[Dataset entries]

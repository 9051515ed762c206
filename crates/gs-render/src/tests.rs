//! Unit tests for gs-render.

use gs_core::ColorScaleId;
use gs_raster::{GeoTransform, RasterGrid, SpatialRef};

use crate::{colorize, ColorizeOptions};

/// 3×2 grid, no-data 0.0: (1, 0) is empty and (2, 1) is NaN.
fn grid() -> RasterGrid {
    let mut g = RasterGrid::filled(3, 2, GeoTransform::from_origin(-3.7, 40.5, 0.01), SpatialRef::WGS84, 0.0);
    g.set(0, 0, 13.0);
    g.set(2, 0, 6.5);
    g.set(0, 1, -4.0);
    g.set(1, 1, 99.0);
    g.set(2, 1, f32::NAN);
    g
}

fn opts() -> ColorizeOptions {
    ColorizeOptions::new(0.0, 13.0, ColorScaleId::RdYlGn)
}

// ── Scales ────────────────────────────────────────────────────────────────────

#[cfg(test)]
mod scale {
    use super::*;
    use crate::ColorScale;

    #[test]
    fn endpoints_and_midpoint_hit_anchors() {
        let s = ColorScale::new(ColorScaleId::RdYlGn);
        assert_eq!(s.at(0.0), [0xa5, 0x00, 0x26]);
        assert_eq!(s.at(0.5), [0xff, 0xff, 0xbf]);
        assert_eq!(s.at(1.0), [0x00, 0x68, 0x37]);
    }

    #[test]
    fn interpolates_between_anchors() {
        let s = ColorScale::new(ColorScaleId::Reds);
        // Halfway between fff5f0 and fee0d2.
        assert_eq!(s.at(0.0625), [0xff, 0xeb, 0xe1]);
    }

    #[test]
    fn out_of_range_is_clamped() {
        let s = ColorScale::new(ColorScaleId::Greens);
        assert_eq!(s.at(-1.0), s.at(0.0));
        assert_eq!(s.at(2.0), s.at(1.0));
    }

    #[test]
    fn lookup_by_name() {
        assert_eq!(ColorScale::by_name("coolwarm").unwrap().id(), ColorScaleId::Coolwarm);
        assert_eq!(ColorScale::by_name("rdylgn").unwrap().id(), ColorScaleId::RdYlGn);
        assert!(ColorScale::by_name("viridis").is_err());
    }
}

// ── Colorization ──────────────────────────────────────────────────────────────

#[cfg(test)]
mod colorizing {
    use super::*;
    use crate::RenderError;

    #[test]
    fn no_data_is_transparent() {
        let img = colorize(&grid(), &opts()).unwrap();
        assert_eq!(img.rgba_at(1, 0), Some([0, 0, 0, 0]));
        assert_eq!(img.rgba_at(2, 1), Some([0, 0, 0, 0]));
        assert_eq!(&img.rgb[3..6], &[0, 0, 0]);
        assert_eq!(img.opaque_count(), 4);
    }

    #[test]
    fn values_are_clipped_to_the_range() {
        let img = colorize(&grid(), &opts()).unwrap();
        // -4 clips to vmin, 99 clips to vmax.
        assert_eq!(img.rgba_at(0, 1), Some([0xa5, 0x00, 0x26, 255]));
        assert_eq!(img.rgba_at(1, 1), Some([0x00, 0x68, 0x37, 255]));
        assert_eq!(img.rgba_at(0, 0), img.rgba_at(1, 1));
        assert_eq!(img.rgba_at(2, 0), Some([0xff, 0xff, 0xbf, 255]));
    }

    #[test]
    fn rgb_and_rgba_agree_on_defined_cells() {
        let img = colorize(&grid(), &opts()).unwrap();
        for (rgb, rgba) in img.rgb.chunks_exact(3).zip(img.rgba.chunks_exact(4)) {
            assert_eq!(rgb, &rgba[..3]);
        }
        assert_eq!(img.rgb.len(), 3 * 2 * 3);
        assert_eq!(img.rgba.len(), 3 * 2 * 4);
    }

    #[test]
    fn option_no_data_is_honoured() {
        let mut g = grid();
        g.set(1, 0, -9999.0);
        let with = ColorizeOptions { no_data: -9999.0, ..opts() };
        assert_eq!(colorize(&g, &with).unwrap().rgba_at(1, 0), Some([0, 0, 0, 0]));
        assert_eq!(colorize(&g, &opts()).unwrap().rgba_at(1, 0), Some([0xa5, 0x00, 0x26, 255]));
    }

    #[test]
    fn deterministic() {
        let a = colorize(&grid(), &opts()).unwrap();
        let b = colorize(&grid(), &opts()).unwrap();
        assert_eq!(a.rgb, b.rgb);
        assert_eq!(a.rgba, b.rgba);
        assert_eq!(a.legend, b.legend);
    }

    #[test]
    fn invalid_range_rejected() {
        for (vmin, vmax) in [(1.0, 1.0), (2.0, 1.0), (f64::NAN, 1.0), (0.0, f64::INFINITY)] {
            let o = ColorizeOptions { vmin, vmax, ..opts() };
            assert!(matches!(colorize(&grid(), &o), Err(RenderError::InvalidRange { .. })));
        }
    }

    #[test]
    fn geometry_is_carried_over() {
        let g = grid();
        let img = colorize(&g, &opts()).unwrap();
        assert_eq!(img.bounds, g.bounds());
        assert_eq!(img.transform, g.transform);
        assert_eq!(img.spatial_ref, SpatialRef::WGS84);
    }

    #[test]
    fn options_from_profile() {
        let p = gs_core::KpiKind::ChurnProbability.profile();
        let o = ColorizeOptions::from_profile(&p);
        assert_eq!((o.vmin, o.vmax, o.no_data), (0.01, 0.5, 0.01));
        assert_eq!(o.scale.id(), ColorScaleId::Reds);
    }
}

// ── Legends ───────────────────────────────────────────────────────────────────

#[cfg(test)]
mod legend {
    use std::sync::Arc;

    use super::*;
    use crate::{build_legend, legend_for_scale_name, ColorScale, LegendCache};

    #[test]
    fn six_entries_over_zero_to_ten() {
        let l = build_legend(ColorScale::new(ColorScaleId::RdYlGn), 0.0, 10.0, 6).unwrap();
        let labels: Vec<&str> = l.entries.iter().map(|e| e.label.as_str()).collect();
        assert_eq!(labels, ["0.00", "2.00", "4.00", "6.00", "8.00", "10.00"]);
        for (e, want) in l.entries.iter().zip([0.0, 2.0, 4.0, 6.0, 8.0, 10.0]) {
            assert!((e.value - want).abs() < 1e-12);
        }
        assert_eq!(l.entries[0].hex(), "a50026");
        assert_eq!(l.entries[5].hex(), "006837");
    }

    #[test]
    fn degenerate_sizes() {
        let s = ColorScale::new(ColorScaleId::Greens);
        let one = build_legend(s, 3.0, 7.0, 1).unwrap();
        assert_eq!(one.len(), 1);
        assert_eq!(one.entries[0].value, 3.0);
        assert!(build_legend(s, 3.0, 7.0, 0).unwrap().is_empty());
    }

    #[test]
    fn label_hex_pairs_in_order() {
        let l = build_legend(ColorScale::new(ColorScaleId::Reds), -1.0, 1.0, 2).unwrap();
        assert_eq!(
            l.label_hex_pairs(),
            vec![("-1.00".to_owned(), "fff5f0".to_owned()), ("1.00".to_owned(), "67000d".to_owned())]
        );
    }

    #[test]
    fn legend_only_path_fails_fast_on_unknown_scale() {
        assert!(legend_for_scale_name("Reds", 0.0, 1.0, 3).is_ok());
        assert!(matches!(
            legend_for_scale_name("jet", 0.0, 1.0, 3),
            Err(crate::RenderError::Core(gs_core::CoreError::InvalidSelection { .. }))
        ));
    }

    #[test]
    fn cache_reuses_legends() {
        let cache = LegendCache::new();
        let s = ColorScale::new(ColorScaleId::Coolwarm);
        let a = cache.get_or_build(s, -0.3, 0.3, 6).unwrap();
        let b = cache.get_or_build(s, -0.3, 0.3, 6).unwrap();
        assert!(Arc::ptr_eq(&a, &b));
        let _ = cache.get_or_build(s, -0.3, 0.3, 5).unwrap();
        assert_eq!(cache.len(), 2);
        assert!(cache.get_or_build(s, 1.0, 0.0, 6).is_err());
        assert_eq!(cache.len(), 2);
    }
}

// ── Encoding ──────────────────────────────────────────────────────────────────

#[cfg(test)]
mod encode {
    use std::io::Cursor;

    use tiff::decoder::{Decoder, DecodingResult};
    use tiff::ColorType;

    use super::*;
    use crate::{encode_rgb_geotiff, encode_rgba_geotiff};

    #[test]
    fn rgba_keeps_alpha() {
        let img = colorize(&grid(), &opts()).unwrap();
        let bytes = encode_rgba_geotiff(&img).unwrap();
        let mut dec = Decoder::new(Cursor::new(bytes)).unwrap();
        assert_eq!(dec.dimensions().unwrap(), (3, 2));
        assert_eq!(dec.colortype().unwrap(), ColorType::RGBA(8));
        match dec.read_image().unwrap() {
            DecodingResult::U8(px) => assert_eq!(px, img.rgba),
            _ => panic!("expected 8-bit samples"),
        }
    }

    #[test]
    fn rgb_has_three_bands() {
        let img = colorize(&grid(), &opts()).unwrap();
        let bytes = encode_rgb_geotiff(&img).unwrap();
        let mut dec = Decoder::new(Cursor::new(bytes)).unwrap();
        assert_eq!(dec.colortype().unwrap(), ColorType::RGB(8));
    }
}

==

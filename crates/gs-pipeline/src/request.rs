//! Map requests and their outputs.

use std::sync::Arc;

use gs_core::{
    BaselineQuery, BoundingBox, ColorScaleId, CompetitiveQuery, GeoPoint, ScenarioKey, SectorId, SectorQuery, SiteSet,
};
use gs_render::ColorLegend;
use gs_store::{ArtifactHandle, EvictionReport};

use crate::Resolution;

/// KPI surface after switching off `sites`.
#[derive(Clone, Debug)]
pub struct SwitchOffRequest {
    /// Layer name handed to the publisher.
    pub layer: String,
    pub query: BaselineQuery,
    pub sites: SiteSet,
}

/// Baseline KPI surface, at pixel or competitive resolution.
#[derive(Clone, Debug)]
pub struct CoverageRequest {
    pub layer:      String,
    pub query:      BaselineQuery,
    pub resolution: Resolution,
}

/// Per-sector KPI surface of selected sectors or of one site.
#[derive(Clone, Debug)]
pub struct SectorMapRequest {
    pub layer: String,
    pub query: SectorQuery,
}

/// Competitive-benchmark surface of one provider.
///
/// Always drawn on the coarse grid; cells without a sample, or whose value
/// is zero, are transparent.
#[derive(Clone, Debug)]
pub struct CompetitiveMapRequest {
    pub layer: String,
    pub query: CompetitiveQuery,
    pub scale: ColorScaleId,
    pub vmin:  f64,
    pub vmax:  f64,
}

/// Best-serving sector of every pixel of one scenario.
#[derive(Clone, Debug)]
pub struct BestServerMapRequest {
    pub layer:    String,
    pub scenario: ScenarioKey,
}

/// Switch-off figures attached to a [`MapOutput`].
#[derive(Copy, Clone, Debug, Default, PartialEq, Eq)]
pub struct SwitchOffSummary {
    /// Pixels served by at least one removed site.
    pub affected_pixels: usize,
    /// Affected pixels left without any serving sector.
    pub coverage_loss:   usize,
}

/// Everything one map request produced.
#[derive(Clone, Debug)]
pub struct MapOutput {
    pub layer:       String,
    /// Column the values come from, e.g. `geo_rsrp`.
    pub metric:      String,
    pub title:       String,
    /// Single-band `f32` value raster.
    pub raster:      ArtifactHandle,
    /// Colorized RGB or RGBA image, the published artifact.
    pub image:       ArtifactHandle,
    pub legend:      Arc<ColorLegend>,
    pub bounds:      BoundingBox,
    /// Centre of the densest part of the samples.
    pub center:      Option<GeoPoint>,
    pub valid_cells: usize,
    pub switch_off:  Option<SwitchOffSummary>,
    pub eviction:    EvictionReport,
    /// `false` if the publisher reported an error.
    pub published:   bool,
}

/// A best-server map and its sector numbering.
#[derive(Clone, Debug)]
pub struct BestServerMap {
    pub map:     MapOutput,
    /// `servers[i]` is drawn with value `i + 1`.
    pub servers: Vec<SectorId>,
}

==

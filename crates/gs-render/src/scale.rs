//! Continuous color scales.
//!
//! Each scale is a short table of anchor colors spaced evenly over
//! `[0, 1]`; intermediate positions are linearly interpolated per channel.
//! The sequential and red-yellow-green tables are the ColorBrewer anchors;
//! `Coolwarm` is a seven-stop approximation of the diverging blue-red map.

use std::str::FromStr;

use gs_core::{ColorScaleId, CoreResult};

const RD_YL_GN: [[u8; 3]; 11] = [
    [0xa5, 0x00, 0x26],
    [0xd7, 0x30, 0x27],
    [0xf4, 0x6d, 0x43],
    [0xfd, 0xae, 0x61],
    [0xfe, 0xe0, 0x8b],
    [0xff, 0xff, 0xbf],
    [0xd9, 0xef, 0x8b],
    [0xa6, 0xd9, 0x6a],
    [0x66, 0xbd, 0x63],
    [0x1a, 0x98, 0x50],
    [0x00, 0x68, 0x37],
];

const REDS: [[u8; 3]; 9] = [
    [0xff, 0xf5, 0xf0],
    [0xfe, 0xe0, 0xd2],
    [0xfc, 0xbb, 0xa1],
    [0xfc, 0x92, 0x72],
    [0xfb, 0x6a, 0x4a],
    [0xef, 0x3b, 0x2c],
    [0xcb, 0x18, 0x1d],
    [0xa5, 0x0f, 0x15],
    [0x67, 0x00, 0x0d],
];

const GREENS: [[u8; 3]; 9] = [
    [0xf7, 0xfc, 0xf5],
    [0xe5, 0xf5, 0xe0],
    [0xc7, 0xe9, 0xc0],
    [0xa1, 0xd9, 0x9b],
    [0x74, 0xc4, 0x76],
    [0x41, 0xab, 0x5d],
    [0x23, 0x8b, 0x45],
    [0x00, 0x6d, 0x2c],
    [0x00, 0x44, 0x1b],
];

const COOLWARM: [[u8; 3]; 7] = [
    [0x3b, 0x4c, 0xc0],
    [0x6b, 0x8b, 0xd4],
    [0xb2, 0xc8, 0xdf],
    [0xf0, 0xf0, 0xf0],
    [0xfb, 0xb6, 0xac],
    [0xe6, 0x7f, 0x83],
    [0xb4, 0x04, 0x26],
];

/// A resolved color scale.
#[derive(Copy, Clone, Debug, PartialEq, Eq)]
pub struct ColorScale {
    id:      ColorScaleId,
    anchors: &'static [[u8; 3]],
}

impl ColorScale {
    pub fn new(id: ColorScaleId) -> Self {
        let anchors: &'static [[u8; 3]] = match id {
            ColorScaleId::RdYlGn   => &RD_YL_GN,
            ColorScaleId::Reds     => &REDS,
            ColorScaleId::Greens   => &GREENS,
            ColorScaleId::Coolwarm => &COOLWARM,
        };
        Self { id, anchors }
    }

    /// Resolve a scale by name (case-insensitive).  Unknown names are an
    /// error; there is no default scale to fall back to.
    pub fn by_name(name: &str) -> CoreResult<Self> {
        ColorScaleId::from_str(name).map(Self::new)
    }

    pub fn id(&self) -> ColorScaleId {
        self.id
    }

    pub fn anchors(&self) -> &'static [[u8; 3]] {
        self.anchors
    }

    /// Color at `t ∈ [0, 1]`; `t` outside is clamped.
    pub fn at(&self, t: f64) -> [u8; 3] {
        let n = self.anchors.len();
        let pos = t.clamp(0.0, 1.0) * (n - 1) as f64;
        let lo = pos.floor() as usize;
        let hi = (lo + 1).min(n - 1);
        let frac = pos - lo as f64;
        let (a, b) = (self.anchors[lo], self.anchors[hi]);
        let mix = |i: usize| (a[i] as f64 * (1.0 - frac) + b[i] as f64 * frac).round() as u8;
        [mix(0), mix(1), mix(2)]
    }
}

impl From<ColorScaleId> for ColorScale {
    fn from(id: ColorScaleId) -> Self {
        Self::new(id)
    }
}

== Work to be completed ==
Could you return all lines from the data above that contain the string "struct"?

== Exercise response ==
pub struct SwitchOffRequest {
pub struct CoverageRequest {
pub struct SectorMapRequest {
pub struct CompetitiveMapRequest {
pub struct BestServerMapRequest {
pub struct SwitchOffSummary {
pub struct MapOutput {
pub struct BestServerMap {
pub struct ColorScale {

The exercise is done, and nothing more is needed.